2.3.1 金银花药材提取液的制备 金银花药材60℃干燥2 h，粉碎，过60目筛，混合均匀，称取样品0.2 g，精密称定，置于50 mL棕色容量瓶中，加甲醇约49 mL，超声提取1 h，冷却至室温，加甲醇至刻度，摇匀，用0.22 μm的微孔滤膜过滤，取续滤液为供试液，按“2.1”项下色谱条件测定。其色谱图见图1，以新绿原酸、隐绿原酸、绿原酸、咖啡酸、木犀草苷、芦丁、金丝桃苷、异绿原酸A、异绿原酸C 9种成分的对照品确定色谱峰的归属，外标一点法定量。

2.3.2 金芪降糖片提取液的制备 取同一批号的金芪降糖片20片，除去包衣，粉碎，过60目筛，混合均匀，称取0.4 g，精密称定，置于50 mL棕色容量瓶中，加甲醇约49 mL，超声提取1 h，冷却至室温，加甲醇至刻度，摇匀，用0.22 μm的微孔滤膜过滤，取续滤液为供试液，按“2.1”项下色谱条件测定。其色谱图见图2，以新绿原酸、隐绿原酸、绿原酸、咖啡酸、木犀草苷、芦丁、金丝桃苷、异绿原酸A、异绿原酸C 9种成分的对照品确定色谱峰的归属，外标一点法定量。

图1 混和对照品（A）和金银花（B）的HPLC图谱Fig.1 HPLC chromatograms of mixed reference substances (A)and Lonicerae Japonicae Flos(B)

图2 金芪降糖片（C）及其阴性对照液（D）的HPLC图谱Fig.2 HPLC chromatograms of Jinqi Jiangtang tablets(C) and negative sample(D)

2.4 线性关系考察 精密量取“2.2”项下混合对照品溶液0.25、0.5、1、2、3、4、5、8、10mL，分别置于10mL棕色容量瓶中，加甲醇稀释至刻度，摇匀，即得系列对照品溶液，按“2.1”项下色谱条件测定峰面积。以标准品的浓度为横坐标（X），以峰面积为纵坐标（Y）分别得到9种成分的标准曲线（见表1），线性关系良好。

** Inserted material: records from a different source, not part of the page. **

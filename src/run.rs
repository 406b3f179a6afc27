//! # Graph Runs
//!
//! A [`GraphRun`] is one execution of a graph in this process, either as the
//! client of the whole graph ([`RunMode::Client`]) or as the server of one
//! partition of a remote subgraph ([`RunMode::Server`]).
//!
//! ## Placement
//!
//! | subgraph | client | server of `S` |
//! |---|---|---|
//! | user sink | local | remote |
//! | local subgraph | local | remote |
//! | remote subgraph `S` | remote | local |
//! | other remote subgraph | remote | remote |
//!
//! Edges inside a subgraph are built only where the subgraph is local. Edges
//! across subgraphs are built where either end is local; the client also
//! builds edges between two remote subgraphs and relays their data.
//!
//! ## Lifecycle
//!
//! 1. `build`: validate, create borders and ports in edge order, link every
//!    output border to its mirror, create nodes and domains.
//! 2. `start`: acquire every domain, start the deadline watchdog, `pre_init`
//!    every domain, `run` every domain, then schedule every node once.
//! 3. Nodes run on the worker as their inputs become ready; domains finish.
//! 4. The last domain release completes the worker, which completes the run:
//!    the result is finalized, waiters wake and completion hooks run.
//!
//! The first failure wins. It cancels the run's token, which cancels forked
//! runs, and terminates every domain with the error.

use crate::border::{Border, BorderId, SubgraphId, USER_SUBGRAPH};
use crate::config::EngineConfig;
use crate::domain::Domain;
use crate::domain::client::{ClientDomain, ClientSetup};
use crate::domain::fork::ForkDomain;
use crate::domain::local::LocalDomain;
use crate::domain::server::{ServerDomain, ServerSetup};
use crate::domain::user::{DataCallback, SinkItem, SinkPoll, UserDomain};
use crate::error::{GraphError, Result};
use crate::graph::{GraphDef, Link};
use crate::node::{KernelContext, KernelRegistry, NodeInput, NodeInstance, NodeListener};
use crate::partition::{PartId, PartitionSet};
use crate::port::{Port, PortEnv, PortIo, PortKey};
use crate::result::{ResultSummary, RunResult};
use crate::transport::{Connector, RpcStream};
use crate::worker::Worker;
use parking_lot::{Condvar, Mutex};
use std::collections::HashMap;
use std::fmt;
use std::sync::atomic::{AtomicBool, Ordering};
use std::sync::{Arc, Weak};
use std::time::Duration;
use tokio::runtime::Handle;
use tokio::time::Instant;
use tokio_util::sync::CancellationToken;
use tracing::{debug, error, info, warn};

/// Which side of the graph a run executes.
#[derive(Debug, Clone, Copy, PartialEq, Eq)]
pub enum RunMode {
  /// The caller's side: local subgraphs, the user sink, and clients of every
  /// remote subgraph.
  Client,
  /// One partition of a remote subgraph.
  Server {
    /// Served subgraph.
    subgraph: SubgraphId,
    /// Served partition.
    partition: PartId,
  },
}

/// Engine services shared by every run.
#[derive(Clone)]
pub struct RunContext {
  /// Engine configuration.
  pub config: Arc<EngineConfig>,
  /// Kernel factories.
  pub kernels: Arc<KernelRegistry>,
  /// Data types and memory pool.
  pub env: Arc<PortEnv>,
  /// Connector for remote subgraphs.
  pub connector: Option<Arc<dyn Connector>>,
  /// Runtime the run's work executes on.
  pub handle: Handle,
}

impl fmt::Debug for RunContext {
  fn fmt(&self, f: &mut fmt::Formatter<'_>) -> fmt::Result {
    f.debug_struct("RunContext")
      .field("config", &self.config)
      .field("kernels", &self.kernels)
      .field("connector", &self.connector.is_some())
      .finish_non_exhaustive()
  }
}

/// Everything a run is built from.
pub(crate) struct RunSpec {
  pub name: String,
  pub graph: Arc<GraphDef>,
  pub mode: RunMode,
  pub ctx: RunContext,
  pub deadline: Instant,
  pub cancel: CancellationToken,
  pub stream: Option<Arc<dyn RpcStream>>,
}

/// Which subgraphs run here and how their borders are partitioned.
struct Topology<'a> {
  graph: &'a GraphDef,
  mode: RunMode,
  remote_parts: HashMap<SubgraphId, PartitionSet>,
}

impl<'a> Topology<'a> {
  fn new(graph: &'a GraphDef, mode: RunMode) -> Result<Self> {
    let mut remote_parts = HashMap::new();
    for subgraph in graph.subgraphs.iter().filter(|subgraph| subgraph.is_remote()) {
      remote_parts.insert(
        subgraph.id,
        PartitionSet::from_descriptor(&subgraph.partitions)?,
      );
    }
    Ok(Self {
      graph,
      mode,
      remote_parts,
    })
  }

  fn is_local(&self, subgraph: SubgraphId) -> bool {
    match self.mode {
      RunMode::Client => {
        subgraph == USER_SUBGRAPH
          || self
            .graph
            .find_subgraph(subgraph)
            .is_some_and(|def| !def.is_remote())
      }
      RunMode::Server { subgraph: served, .. } => subgraph == served,
    }
  }

  /// Partitions of a remote subgraph; everything else is a single partition.
  fn parts_of(&self, subgraph: SubgraphId) -> PartitionSet {
    self
      .remote_parts
      .get(&subgraph)
      .cloned()
      .unwrap_or_else(PartitionSet::single)
  }

  fn part(&self, id: BorderId) -> PartitionSet {
    if id.subgraph == id.peer {
      return PartitionSet::single();
    }
    self.parts_of(id.subgraph)
  }

  fn builds(&self, link: &Link) -> bool {
    if link.from_subgraph == link.to_subgraph {
      return self.is_local(link.from_subgraph);
    }
    self.mode == RunMode::Client || self.is_local(link.from_subgraph) || self.is_local(link.to_subgraph)
  }
}

type DoneHook = Box<dyn FnOnce() + Send>;

#[derive(Default)]
struct DoneHooks {
  fired: bool,
  list: Vec<DoneHook>,
}

/// One execution of a graph.
pub struct GraphRun {
  name: String,
  graph: Arc<GraphDef>,
  mode: RunMode,
  ctx: RunContext,
  worker: Arc<Worker>,
  result: Arc<RunResult>,
  borders: Vec<Arc<Border>>,
  border_index: HashMap<BorderId, usize>,
  nodes: Vec<NodeInstance>,
  domains: Vec<Arc<dyn Domain>>,
  locals: Vec<Arc<LocalDomain>>,
  user: Option<Arc<UserDomain>>,
  clients: Vec<Arc<ClientDomain>>,
  server: Option<Arc<ServerDomain>>,
  forks: Mutex<Vec<Arc<ForkDomain>>>,
  deadline: Instant,
  cancel: CancellationToken,
  done: CancellationToken,
  failed: AtomicBool,
  completed: Mutex<bool>,
  completed_cv: Condvar,
  done_hooks: Mutex<DoneHooks>,
  keep_alive: Mutex<Option<Arc<GraphRun>>>,
}

fn sort_ports(ports: &mut [Arc<Port>]) {
  ports.sort_by(|a, b| {
    let (a, b) = (a.key(), b.key());
    (&a.port, &a.peer_node, &a.peer_port).cmp(&(&b.port, &b.peer_node, &b.peer_port))
  });
}
//! # Wire Messages
//!
//! What travels over an RPC stream. A [`StreamMessage`] concerns one partition
//! of the remote subgraph (in both directions) and carries the entries drained
//! from every border of that stream plus an optional control message.
//!
//! Messages are encoded as JSON.
//!
//! ```rust
//! use gridweave::wire::{ControlMessage, StreamMessage};
//!
//! let msg = StreamMessage::control(3, ControlMessage::Eof);
//! let back = StreamMessage::decode(&msg.encode().unwrap()).unwrap();
//! assert_eq!(back, msg);
//! ```

use crate::border::{BorderId, SubgraphId};
use crate::error::{GraphError, Result};
use crate::partition::PartId;
use crate::payload::WirePayload;
use crate::port::PortIo;
use crate::result::{ResultSummary, TraceEvent};
use bytes::Bytes;
use serde::{Deserialize, Serialize};

/// One queue entry on the wire: a payload or an eof marker.
#[derive(Debug, Clone, PartialEq, Serialize, Deserialize)]
pub struct PortEntry {
  /// Port id within the border.
  pub port_id: u32,
  /// Source partition.
  pub from: PartId,
  /// Destination partition.
  pub to: PartId,
  /// Eof marker of `from`; such entries carry no payload.
  pub eof: bool,
  /// Data type name of the payload.
  #[serde(default)]
  pub type_name: String,
  /// Serialized payload.
  #[serde(default)]
  pub bytes: Bytes,
}

impl PortEntry {
  /// Payload entry.
  pub fn data(port_id: usize, from: PartId, to: PartId, wire: &WirePayload) -> Self {
    Self {
      port_id: port_id as u32,
      from,
      to,
      eof: false,
      type_name: wire.type_name().to_string(),
      bytes: wire.bytes().clone(),
    }
  }

  /// Eof marker entry.
  pub fn eof(port_id: usize, from: PartId, to: PartId) -> Self {
    Self {
      port_id: port_id as u32,
      from,
      to,
      eof: true,
      type_name: String::new(),
      bytes: Bytes::new(),
    }
  }
}

/// Entries drained from one border.
#[derive(Debug, Clone, PartialEq, Serialize, Deserialize)]
pub struct BorderMessage {
  /// Subgraph owning the sending border.
  pub subgraph: SubgraphId,
  /// Subgraph on the other side.
  pub peer_subgraph: SubgraphId,
  /// Direction of the sending border.
  pub io: PortIo,
  /// Entries in queue order.
  pub entries: Vec<PortEntry>,
}

impl BorderMessage {
  /// Empty message for the border `id`.
  pub fn new(id: BorderId) -> Self {
    Self {
      subgraph: id.subgraph,
      peer_subgraph: id.peer,
      io: id.io,
      entries: Vec::new(),
    }
  }

  /// Id of the sending border.
  pub fn border_id(&self) -> BorderId {
    BorderId::new(self.io, self.subgraph, self.peer_subgraph)
  }

  /// Id of the border the receiver routes this message to.
  pub fn target_border(&self) -> BorderId {
    self.border_id().mirrored()
  }

  /// Whether there are no entries.
  pub fn is_empty(&self) -> bool {
    self.entries.is_empty()
  }
}

/// Out-of-band stream control.
#[derive(Debug, Clone, PartialEq, Serialize, Deserialize)]
pub enum ControlMessage {
  /// The sender delivered all of its data and eof markers.
  Eof,
  /// Trace events recorded by the sender.
  Trace(Vec<TraceEvent>),
  /// The sender's partition finished with this result.
  Finalize(ResultSummary),
  /// The receiver should abandon the partition.
  Cancel,
}

/// Unit of transfer on an RPC stream.
#[derive(Debug, Clone, PartialEq, Serialize, Deserialize)]
pub struct StreamMessage {
  /// Partition of the remote subgraph this message concerns.
  pub partition: PartId,
  /// Border payloads.
  #[serde(default)]
  pub borders: Vec<BorderMessage>,
  /// Optional control message, applied after the border payloads.
  #[serde(default)]
  pub control: Option<ControlMessage>,
}

impl StreamMessage {
  /// Data-only message.
  pub fn data(partition: PartId, borders: Vec<BorderMessage>) -> Self {
    Self {
      partition,
      borders,
      control: None,
    }
  }

  /// Control-only message.
  pub fn control(partition: PartId, control: ControlMessage) -> Self {
    Self {
      partition,
      borders: Vec::new(),
      control: Some(control),
    }
  }

  /// Whether the message carries nothing.
  pub fn is_empty(&self) -> bool {
    self.control.is_none() && self.borders.iter().all(BorderMessage::is_empty)
  }

  /// Encodes to JSON bytes.
  pub fn encode(&self) -> Result<Bytes> {
    serde_json::to_vec(self)
      .map(Bytes::from)
      .map_err(|e| GraphError::Serialize {
        type_name: "StreamMessage".to_string(),
        reason: e.to_string(),
      })
  }

  /// Decodes from JSON bytes.
  pub fn decode(bytes: &[u8]) -> Result<Self> {
    serde_json::from_slice(bytes).map_err(|e| GraphError::Deserialize {
      type_name: "StreamMessage".to_string(),
      reason: e.to_string(),
    })
  }
}
//! # Forks
//!
//! A node may start a nested run of another graph from inside `compute`. The
//! fork is a domain of the parent run, so the parent does not complete
//! before it, and a failure on either side reaches the other: a failed
//! parent fails the fork with the same error, a failed fork fails the parent.
//!
//! The fork's deadline never exceeds the parent's, and its cancellation token
//! is a child of the parent's.

use super::user::SinkPoll;
use super::{Domain, DomainCore, DomainKind};
use crate::border::USER_SUBGRAPH;
use crate::error::{GraphError, Result};
use crate::graph::GraphDef;
use crate::result::ResultSummary;
use crate::run::{GraphRun, RunMode, RunSpec};
use parking_lot::Mutex;
use std::fmt;
use std::sync::Arc;
use std::time::Duration;
use tokio::time::Instant;
use tracing::debug;

/// Options of a forked run.
#[derive(Debug, Clone, Default)]
pub struct ForkOptions {
  /// Name used in logs; defaults to `<node>/fork-<n>`.
  pub name: Option<String>,
  /// Deadline relative to now, capped by the parent's deadline.
  pub timeout: Option<Duration>,
}

impl ForkOptions {
  /// Sets the timeout.
  pub fn with_timeout(mut self, timeout: Duration) -> Self {
    self.timeout = Some(timeout);
    self
  }
}

/// The parent-side domain of a forked run.
pub struct ForkDomain {
  core: DomainCore,
  node: usize,
  child: Arc<GraphRun>,
  started: Mutex<bool>,
}

impl ForkDomain {
  /// Builds the child run of `graph` for node `node` of `parent`.
  pub(crate) fn spawn(
    parent: &Arc<GraphRun>,
    node: usize,
    graph: GraphDef,
    options: ForkOptions,
  ) -> Result<ForkHandle> {
    graph.validate()?;
    let node_name = parent
      .node(node)
      .map(|node| node.name().to_string())
      .unwrap_or_default();
    let name = options
      .name
      .unwrap_or_else(|| format!("{}/fork-{}", node_name, parent.fork_count()));
    let deadline = match options.timeout {
      Some(timeout) => (Instant::now() + timeout).min(parent.deadline()),
      None => parent.deadline(),
    };
    let child = GraphRun::build(RunSpec {
      name: name.clone(),
      graph: Arc::new(graph),
      mode: RunMode::Client,
      ctx: parent.context().clone(),
      deadline,
      cancel: parent.cancel_token().child_token(),
      stream: None,
    })?;
    parent.result().attach_child(child.result_arc());

    let fork = Arc::new(Self {
      core: DomainCore::new(name, DomainKind::Fork, USER_SUBGRAPH, Arc::clone(parent.worker())),
      node,
      child,
      started: Mutex::new(false),
    });
    fork.core.attach(parent);
    fork.acquire("init");
    parent.add_fork(Arc::clone(&fork));

    let waker = Arc::downgrade(parent);
    fork.child.set_data_callback(Arc::new(move || {
      if let Some(parent) = waker.upgrade() {
        parent.wake_node(node);
      }
    }));
    let done = Arc::clone(&fork);
    fork.child.on_done(move || done.child_done());
    Ok(ForkHandle { fork })
  }

  fn child_done(&self) {
    let error = self.child.result().error();
    debug!(fork = %self.core.name(), ok = error.is_none(), "fork completed");
    if let Some(parent) = self.core.run() {
      if let Some(node) = parent.node(self.node) {
        node.wake();
        node.fork_done();
      }
      parent.schedule_node(self.node, false);
    }
    self.notify_finish(error.as_ref(), true);
  }
}

impl Domain for ForkDomain {
  fn core(&self) -> &DomainCore {
    &self.core
  }

  fn run(&self, _run: &Arc<GraphRun>) -> Result<()> {
    let mut started = self.started.lock();
    if !*started {
      *started = true;
      self.child.start();
    }
    Ok(())
  }

  fn on_terminate(&self, _run: Option<&Arc<GraphRun>>, error: Option<&GraphError>) {
    if let Some(error) = error {
      self.child.fail(error.clone());
    }
  }
}

/// A node's handle on one of its forks.
#[derive(Clone)]
pub struct ForkHandle {
  fork: Arc<ForkDomain>,
}

impl ForkHandle {
  pub(crate) fn start(&self) {
    if let Some(parent) = self.fork.core.run()
      && let Err(error) = self.fork.run(&parent)
    {
      parent.fail(error);
    }
  }

  /// Name of the forked run.
  pub fn name(&self) -> &str {
    self.fork.core.name()
  }

  /// Reads the next output payload of the fork without blocking.
  pub fn try_next_data(&self) -> Result<SinkPoll> {
    self.fork.child.try_next_data()
  }

  /// Whether the fork completed.
  pub fn is_finished(&self) -> bool {
    self.fork.child.is_completed()
  }

  /// Time left until the fork's deadline.
  pub fn remaining(&self) -> Duration {
    self.fork.child.remaining()
  }

  /// The fork's result so far.
  pub fn summary(&self) -> ResultSummary {
    self.fork.child.result().summary()
  }

  /// Cancels the fork, which fails the parent run as well.
  pub fn cancel(&self) {
    self.fork.child.cancel();
  }
}

impl fmt::Debug for ForkHandle {
  fn fmt(&self, f: &mut fmt::Formatter<'_>) -> fmt::Result {
    f.debug_struct("ForkHandle")
      .field("name", &self.name())
      .field("finished", &self.is_finished())
      .finish()
  }
}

表1 各对照品的回归方程Tab.1 Regression equations of each reference substance

2.5 精密度实验

2.5.1 金银花精密度实验 精密称取同一批金银花粉末0.2 g，按“2.3.1”项下制备金银花的提取液，并在“2.1”项下色谱条件，连续重复进样6次，测定峰面积，计算。新绿原酸、隐绿原酸、绿原酸、咖啡酸、木犀草苷、芦丁、金丝桃苷、异绿原酸A、异绿原酸 C保留时间的 RSD分别为 0.10%、0.17%、0.28%、0.22%、0.18%、0.25%、0.16%、0.07%、0.09%，峰面积的 RSD分别为 0.92%、0.99%、0.67%、0.83%、1.08%、1.68%、0.98%、0.78%、0.41%。

2.5.2 金芪降糖片精密度实验 精密称取同一批金芪降糖片粉末0.4 g，按“2.3.1”项下制备金银花的提取液，并在“2.1”项下色谱条件，连续重复进样6次，测定峰面积，计算。新绿原酸、隐绿原酸、绿原酸、咖啡酸、木犀草苷、芦丁、金丝桃苷、异绿原酸A、异绿原酸C保留时间的RSD分别为0.42%、0.48%、0.49%、0.27%、0.32%、0.34%、0.34%、0.27%、0.37%，峰面积的RSD分别为2.54%、1.16%、0.37%、1.38%、1.66%、2.43%、2.10%、0.20%、0.21%。

2.6 稳定性实验

2.6.1 金银花稳定性实验 精密称取同一批金银花粉末0.2 g，按“2.3.1”项下制备金银花的提取液，并在“2.1”项下色谱条件分别于0、2、4、8、12、16、24 h进样，测定峰面积，计算。新绿原酸、隐绿原酸、绿原酸、咖啡酸、木犀草苷、芦丁、金丝桃苷、异绿原酸A、异绿原酸C保留时间的RSD分别为0.13%、0.22%、0.29%、0.19%、0.17%、0.23%、0.16%、0.08%、 0.09%，峰面积的RSD分别为1.34%、1.09%、0.83%、1.57%、0.89%、1.70%、1.05%、0.72%、0.35%。结果表明，金银花药材供试品溶液在24 h内稳定。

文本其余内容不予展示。